(Saved entries)
//! Offline sync handlers

use axum::{
    extract::{Path, Query, State},
    http::StatusCode,
    Json,
};
use chrono::{DateTime, Utc};
use serde::Deserialize;
use shared::models::{Action, Resource};
use uuid::Uuid;

use crate::error::AppResult;
use crate::middleware::CurrentUser;
use crate::services::sync::{
    DownloadPayload, OfflinePackage, ResolveConflictInput, StartSyncInput, SyncConflict, SyncLog,
    SyncService, UploadInput, UploadResult,
};
use crate::AppState;

#[derive(Debug, Deserialize)]
pub struct DownloadQuery {
    pub since: Option<DateTime<Utc>>,
}

#[derive(Debug, Default, Deserialize)]
pub struct CompleteRequest {
    pub error_message: Option<String>,
}

#[derive(Debug, Deserialize)]
pub struct DeviceQuery {
    pub device_id: String,
}

/// Open a sync session for a device
pub async fn start_sync(
    State(state): State<AppState>,
    current_user: CurrentUser,
    Json(input): Json<StartSyncInput>,
) -> AppResult<(StatusCode, Json<SyncLog>)> {
    let log = SyncService::new(state.db)
        .start(current_user.0.user_id, input)
        .await?;
    Ok((StatusCode::CREATED, Json(log)))
}

/// Push offline changes
pub async fn upload(
    State(state): State<AppState>,
    current_user: CurrentUser,
    Path(log_id): Path<Uuid>,
    Json(input): Json<UploadInput>,
) -> AppResult<Json<UploadResult>> {
    let result = SyncService::new(state.db)
        .upload(log_id, current_user.0.user_id, input)
        .await?;
    Ok(Json(result))
}

/// Pull server changes
pub async fn download(
    State(state): State<AppState>,
    current_user: CurrentUser,
    Path(log_id): Path<Uuid>,
    Query(query): Query<DownloadQuery>,
) -> AppResult<Json<DownloadPayload>> {
    let payload = SyncService::new(state.db)
        .download(log_id, current_user.0.user_id, query.since)
        .await?;
    Ok(Json(payload))
}

pub async fn complete_sync(
    State(state): State<AppState>,
    current_user: CurrentUser,
    Path(log_id): Path<Uuid>,
    body: Option<Json<CompleteRequest>>,
) -> AppResult<Json<SyncLog>> {
    let Json(body) = body.unwrap_or_default();
    let log = SyncService::new(state.db)
        .complete(log_id, current_user.0.user_id, body.error_message)
        .await?;
    Ok(Json(log))
}

/// Last finished sync of a device
pub async fn sync_status(
    State(state): State<AppState>,
    current_user: CurrentUser,
    Query(query): Query<DeviceQuery>,
) -> AppResult<Json<Option<SyncLog>>> {
    let log = SyncService::new(state.db)
        .last(current_user.0.user_id, &query.device_id)
        .await?;
    Ok(Json(log))
}

pub async fn list_conflicts(
    State(state): State<AppState>,
    current_user: CurrentUser,
) -> AppResult<Json<Vec<SyncConflict>>> {
    let conflicts = SyncService::new(state.db)
        .pending_for_user(current_user.0.user_id)
        .await?;
    Ok(Json(conflicts))
}

pub async fn resolve_conflict(
    State(state): State<AppState>,
    current_user: CurrentUser,
    Path(conflict_id): Path<Uuid>,
    Json(input): Json<ResolveConflictInput>,
) -> AppResult<Json<SyncConflict>> {
    let conflict = SyncService::new(state.db)
        .resolve_conflict(conflict_id, current_user.0.user_id, input)
        .await?;
    Ok(Json(conflict))
}

// ============================================================================
// Offline packages
// ============================================================================

/// Build a fresh package for the current course version
pub async fn build_package(
    State(state): State<AppState>,
    current_user: CurrentUser,
    Path(course_id): Path<Uuid>,
) -> AppResult<(StatusCode, Json<OfflinePackage>)> {
    current_user.0.require(Resource::Course, Action::Edit)?;
    let package = SyncService::new(state.db).build_package(course_id).await?;
    Ok((StatusCode::CREATED, Json(package)))
}

/// Latest ready package; the download is recorded against the device
pub async fn download_package(
    State(state): State<AppState>,
    current_user: CurrentUser,
    Path(course_id): Path<Uuid>,
    Query(query): Query<DeviceQuery>,
) -> AppResult<Json<OfflinePackage>> {
    let service = SyncService::new(state.db);
    let package = service.latest_package(course_id).await?;
    service
        .record_download(package.id, current_user.0.user_id, &query.device_id)
        .await?;
    Ok(Json(package))
}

=== About this exercise ===
All entries must be printed exactly, with nothing omitted.

=== Worked solution ===
//! Offline sync handlers

use axum::{
    extract::{Path, Query, State},
    http::StatusCode,
    Json,
};
use chrono::{DateTime, Utc};
use serde::Deserialize;
use shared::models::{Action, Resource};
use uuid::Uuid;

use crate::error::AppResult;
use crate::middleware::CurrentUser;
use crate::services::sync::{
    DownloadPayload, OfflinePackage, ResolveConflictInput, StartSyncInput, SyncConflict, SyncLog,
    SyncService, UploadInput, UploadResult,
};
use crate::AppState;

#[derive(Debug, Deserialize)]
pub struct DownloadQuery {
    pub since: Option<DateTime<Utc>>,
}

#[derive(Debug, Default, Deserialize)]
pub struct CompleteRequest {
    pub error_message: Option<String>,
}

#[derive(Debug, Deserialize)]
pub struct DeviceQuery {
    pub device_id: String,
}

/// Open a sync session for a device
pub async fn start_sync(
    State(state): State<AppState>,
    current_user: CurrentUser,
    Json(input): Json<StartSyncInput>,
) -> AppResult<(StatusCode, Json<SyncLog>)> {
    let log = SyncService::new(state.db)
        .start(current_user.0.user_id, input)
        .await?;
    Ok((StatusCode::CREATED, Json(log)))
}

/// Push offline changes
pub async fn upload(
    State(state): State<AppState>,
    current_user: CurrentUser,
    Path(log_id): Path<Uuid>,
    Json(input): Json<UploadInput>,
) -> AppResult<Json<UploadResult>> {
    let result = SyncService::new(state.db)
        .upload(log_id, current_user.0.user_id, input)
        .await?;
    Ok(Json(result))
}

/// Pull server changes
pub async fn download(
    State(state): State<AppState>,
    current_user: CurrentUser,
    Path(log_id): Path<Uuid>,
    Query(query): Query<DownloadQuery>,
) -> AppResult<Json<DownloadPayload>> {
    let payload = SyncService::new(state.db)
        .download(log_id, current_user.0.user_id, query.since)
        .await?;
    Ok(Json(payload))
}

pub async fn complete_sync(
    State(state): State<AppState>,
    current_user: CurrentUser,
    Path(log_id): Path<Uuid>,
    body: Option<Json<CompleteRequest>>,
) -> AppResult<Json<SyncLog>> {
    let Json(body) = body.unwrap_or_default();
    let log = SyncService::new(state.db)
        .complete(log_id, current_user.0.user_id, body.error_message)
        .await?;
    Ok(Json(log))
}

/// Last finished sync of a device
pub async fn sync_status(
    State(state): State<AppState>,
    current_user: CurrentUser,
    Query(query): Query<DeviceQuery>,
) -> AppResult<Json<Option<SyncLog>>> {
    let log = SyncService::new(state.db)
        .last(current_user.0.user_id, &query.device_id)
        .await?;
    Ok(Json(log))
}

pub async fn list_conflicts(
    State(state): State<AppState>,
    current_user: CurrentUser,
) -> AppResult<Json<Vec<SyncConflict>>> {
    let conflicts = SyncService::new(state.db)
        .pending_for_user(current_user.0.user_id)
        .await?;
    Ok(Json(conflicts))
}

pub async fn resolve_conflict(
    State(state): State<AppState>,
    current_user: CurrentUser,
    Path(conflict_id): Path<Uuid>,
    Json(input): Json<ResolveConflictInput>,
) -> AppResult<Json<SyncConflict>> {
    let conflict = SyncService::new(state.db)
        .resolve_conflict(conflict_id, current_user.0.user_id, input)
        .await?;
    Ok(Json(conflict))
}

// ============================================================================
// Offline packages
// ============================================================================

/// Build a fresh package for the current course version
pub async fn build_package(
    State(state): State<AppState>,
    current_user: CurrentUser,
    Path(course_id): Path<Uuid>,
) -> AppResult<(StatusCode, Json<OfflinePackage>)> {
    current_user.0.require(Resource::Course, Action::Edit)?;
    let package = SyncService::new(state.db).build_package(course_id).await?;
    Ok((StatusCode::CREATED, Json(package)))
}

/// Latest ready package; the download is recorded against the device
pub async fn download_package(
    State(state): State<AppState>,
    current_user: CurrentUser,
    Path(course_id): Path<Uuid>,
    Query(query): Query<DeviceQuery>,
) -> AppResult<Json<OfflinePackage>> {
    let service = SyncService::new(state.db);
    let package = service.latest_package(course_id).await?;
    service
        .record_download(package.id, current_user.0.user_id, &query.device_id)
        .await?;
    Ok(Json(package))
}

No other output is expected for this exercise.